If you haven’t yet, you should talk to your kids about how you were afraid, and why, and how you faced that fear, just like you did for us. I don’t think you are crazy for thinking watching quilting shows with a babe is soothing. I even did that to distract myself from labor pains. It maybe worked a little too well, as I probably should have headed to the hospital a little sooner–like soon enough to have an epidural, but I digress…
Congratulations on facing your fears. It is hard but so worth it.
and just when i think i couldn’t adore you any more… thank you for sharing this 🙂 XO
Thank you for sharing your story. It’s very inspirational!
So very inspiring. Thanks. See you on TV!
How exciting! I just wrote about my own grandmother today, and how completely she shaped me in ways I never recognized. How funny that we hold them so close (and so tightly) without even realizing it. I suspect she would be more than delighted to have seen you fly–literally and metaphorically.
Loved reading this–thanks so much for sharing it with us!

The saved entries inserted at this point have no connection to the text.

#[cfg(test)]
mod tests {
    use super::*;
    use moira_dag::event::{EventHeader, Payload};
    use moira_dag::keys::FakeSigner;
    use moira_dag::types::{Lamport, ValidatorId};
    use rand::seq::SliceRandom;
    use rand::SeedableRng;
    use std::collections::HashSet;

    /// Generates a full-mesh DAG round by round, independent of any engine.
    struct Mesh {
        epoch: Epoch,
        last: Vec<Option<Event>>,
        round: u64,
    }

    impl Mesh {
        fn new(n: usize) -> Self {
            Self {
                epoch: Epoch::new(1),
                last: vec![None; n],
                round: 0,
            }
        }

        fn round(&mut self) -> Vec<Event> {
            self.round += 1;
            let heads: Vec<EventId> = self
                .last
                .iter()
                .flatten()
                .map(|e| e.id())
                .collect();
            let mut out = Vec::new();
            for v in 0..self.last.len() {
                let creator = ValidatorId::new(v as u32 + 1);
                let mut parents = Vec::new();
                let seq = match &self.last[v] {
                    Some(prev) => {
                        parents.push(prev.id());
                        prev.seq() + 1
                    }
                    None => 1,
                };
                for head in &heads {
                    if !parents.contains(head) {
                        parents.push(*head);
                    }
                }
                let lamport = parents
                    .iter()
                    .map(|p| p.lamport().get())
                    .max()
                    .unwrap_or(0)
                    + 1;
                let header = EventHeader {
                    creator,
                    seq,
                    epoch: self.epoch,
                    frame: Frame::new(0),
                    lamport: Lamport::new(lamport),
                    parents,
                    payload_hash: Default::default(),
                    gas_power_used: 0,
                    gas_power_left: 0,
                    creation_time: self.round * 1_000,
                    median_time: self.round * 1_000,
                };
                let event = Event::sign(header, Payload::default(), &FakeSigner::new(creator));
                self.last[v] = Some(event.clone());
                out.push(event);
            }
            out
        }
    }

    #[derive(Default)]
    struct Recorder {
        confirmed: Vec<EventId>,
        atropoi: Vec<(EventId, Vec<EventId>)>,
        sealed: Vec<(Epoch, Frame)>,
        cheaters: Vec<ValidatorId>,
        next_validators: u32,
    }

    impl Reporter for Recorder {
        fn event_confirmed(&mut self, event: &Event) {
            self.confirmed.push(event.id());
        }

        fn atropos_decided(&mut self, atropos: &Event, confirmed: &[Event]) {
            self.atropoi
                .push((atropos.id(), confirmed.iter().map(|e| e.id()).collect()));
        }

        fn epoch_sealed(&mut self, epoch: Epoch, frame: Frame) -> (Validators, Rules) {
            self.sealed.push((epoch, frame));
            (Validators::fakenet(self.next_validators), Rules::default())
        }

        fn cheater_detected(&mut self, evidence: &ForkEvidence) {
            self.cheaters.push(evidence.creator);
        }
    }

    fn engine(n: u32) -> Engine<Recorder> {
        Engine::new(
            Config::default(),
            Epoch::new(1),
            Validators::fakenet(n),
            Rules::default(),
            Recorder {
                next_validators: n,
                ..Default::default()
            },
        )
    }

    #[test]
    fn test_atropos_emitted_and_ordered() {
        let mut engine = engine(4);
        let mut mesh = Mesh::new(4);
        for _ in 0..10 {
            for event in mesh.round() {
                engine.process(event).unwrap();
            }
        }
        let recorder = engine.reporter();
        assert!(!recorder.atropoi.is_empty(), "no atropos decided");
        // No duplicates across the whole confirmed stream.
        let mut seen = HashSet::new();
        for id in &recorder.confirmed {
            assert!(seen.insert(*id), "event confirmed twice: {id:?}");
        }
        // Each batch is ordered by lamport (embedded in the id tail after
        // the epoch bytes).
        for (_, batch) in &recorder.atropoi {
            let lamports: Vec<u32> = batch.iter().map(|id| id.lamport().get()).collect();
            let mut sorted = lamports.clone();
            sorted.sort_unstable();
            assert_eq!(lamports, sorted);
        }
    }

    #[test]
    fn test_shuffled_delivery_is_deterministic() {
        let mut mesh = Mesh::new(4);
        let mut events = Vec::new();
        for _ in 0..10 {
            events.extend(mesh.round());
        }

        let mut ordered = engine(4);
        for event in &events {
            ordered.process(event.clone()).unwrap();
        }

        for seed in 0..3u64 {
            let mut shuffled = events.clone();
            shuffled.shuffle(&mut rand::rngs::StdRng::seed_from_u64(seed));
            let mut engine = engine(4);
            for event in shuffled {
                engine.process(event).unwrap();
            }
            assert_eq!(
                engine.reporter().atropoi,
                ordered.reporter().atropoi,
                "seed {seed}"
            );
            assert_eq!(engine.reporter().confirmed, ordered.reporter().confirmed);
        }
    }

    #[test]
    fn test_wrong_epoch_rejected() {
        let mut engine = engine(3);
        let mut mesh = Mesh::new(3);
        mesh.epoch = Epoch::new(2);
        let event = mesh.round().remove(0);
        match engine.process(event) {
            Err(Error::WrongEpoch { got, want, .. }) => {
                assert_eq!(got, Epoch::new(2));
                assert_eq!(want, Epoch::new(1));
            }
            other => panic!("expected WrongEpoch, got {other:?}"),
        }
    }

    #[test]
    fn test_duplicate_ignored() {
        let mut engine = engine(3);
        let mut mesh = Mesh::new(3);
        let event = mesh.round().remove(0);
        engine.process(event.clone()).unwrap();
        engine.process(event).unwrap();
        assert_eq!(engine.reporter().confirmed.len(), 0);
    }

    #[test]
    fn test_pending_buffer_bounded() {
        let mut engine = Engine::new(
            Config { max_pending: 2 },
            Epoch::new(1),
            Validators::fakenet(3),
            Rules::default(),
            Recorder::default(),
        );
        let mut mesh = Mesh::new(3);
        mesh.round();
        let second = mesh.round();
        // Parents were never delivered, so these buffer.
        engine.process(second[0].clone()).unwrap();
        engine.process(second[1].clone()).unwrap();
        assert!(matches!(
            engine.process(second[2].clone()),
            Err(Error::PendingFull(2))
        ));
    }

    #[test]
    fn test_missing_parents_drain_in_order() {
        let mut engine = engine(3);
        let mut mesh = Mesh::new(3);
        let first = mesh.round();
        let second = mesh.round();
        // Children first: they buffer.
        for event in &second {
            engine.process(event.clone()).unwrap();
        }
        assert!(!engine.contains(&second[0].id()));
        // Parents arrive, children drain.
        for event in &first {
            engine.process(event.clone()).unwrap();
        }
        for event in &second {
            assert!(engine.contains(&event.id()));
        }
    }

    #[test]
    fn test_epoch_seals_and_rotates() {
        let mut engine = Engine::new(
            Config::default(),
            Epoch::new(1),
            Validators::fakenet(4),
            Rules {
                max_epoch_frames: Frame::new(2),
                ..Rules::default()
            },
            Recorder {
                next_validators: 4,
                ..Default::default()
            },
        );
        let mut mesh = Mesh::new(4);
        let mut old_epoch_events = Vec::new();
        for _ in 0..14 {
            for event in mesh.round() {
                match engine.process(event.clone()) {
                    Ok(()) => {}
                    Err(Error::WrongEpoch { .. }) => old_epoch_events.push(event),
                    Err(other) => panic!("{other}"),
                }
            }
            if engine.epoch() > Epoch::new(1) {
                break;
            }
        }
        assert_eq!(engine.epoch(), Epoch::new(2));
        assert_eq!(engine.reporter().sealed, vec![(Epoch::new(1), Frame::new(2))]);

        // A fresh epoch accepts new leaves.
        let mut next = Mesh::new(4);
        next.epoch = Epoch::new(2);
        for event in next.round() {
            let id = event.id();
            engine.process(event).unwrap();
            assert!(engine.contains(&id));
        }
    }

    #[test]
    fn test_fork_reported_and_excluded() {
        let mut engine = engine(4);
        let mut mesh = Mesh::new(4);
        let first = mesh.round();
        for event in &first {
            engine.process(event.clone()).unwrap();
        }
        // A second leaf by validator 1: same (creator, seq), new content.
        let header = EventHeader {
            creator: ValidatorId::new(1),
            seq: 1,
            epoch: Epoch::new(1),
            frame: Frame::new(0),
            lamport: Lamport::new(1),
            parents: vec![],
            payload_hash: Default::default(),
            gas_power_used: 0,
            gas_power_left: 0,
            creation_time: 999,
            median_time: 999,
        };
        let fork = Event::sign(
            header,
            Payload::default(),
            &FakeSigner::new(ValidatorId::new(1)),
        );
        engine.process(fork).unwrap();
        assert_eq!(engine.reporter().cheaters, vec![ValidatorId::new(1)]);

        // The cheater's events never enter the final order.
        for _ in 0..10 {
            for event in mesh.round() {
                engine.process(event).unwrap();
            }
        }
        let confirmed = &engine.reporter().confirmed;
        assert!(!confirmed.is_empty());
        let v1_events: Vec<&EventId> = confirmed
            .iter()
            .filter(|id| first[0].id() == **id)
            .collect();
        assert!(v1_events.is_empty(), "cheater event confirmed");
    }
}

As a fellow fearful flyer I loved reading your post and would be happy to commiserate anytime. I have traveled around the world, but it never feels easy. The one thing I have learned to accept over the years is that there is no magic moment when the fear will disappear, and choosing to take on a big experience like you did is commendable. Looking forward to seeing your segments! Michelle in Portland, OR
Wow. What a great post. I’d have dragged feet too. Not over a fear of flying, but a fear of being the center of attention. All those cameras and people looking at me. I couldn’t handle it. Which just all sounds ridiculous. I practice my power pose in the bathroom before I have to do things like that. It helps. 🙂
Thanks so much for sharing your comments. I admire tremendously your awareness and courage.
What a beautiful post! It is no wonder that fear was generated by this childhood tragedy. I’m proud of you for working thru it, and it says a lot for you that you solicited the help of your friends.
Thank you so much for sharing about your Mother and your Grandmother and yourself. You are lovely and brave and talented and so kind to share your sweet story. Thank you. I look forward to the DVD.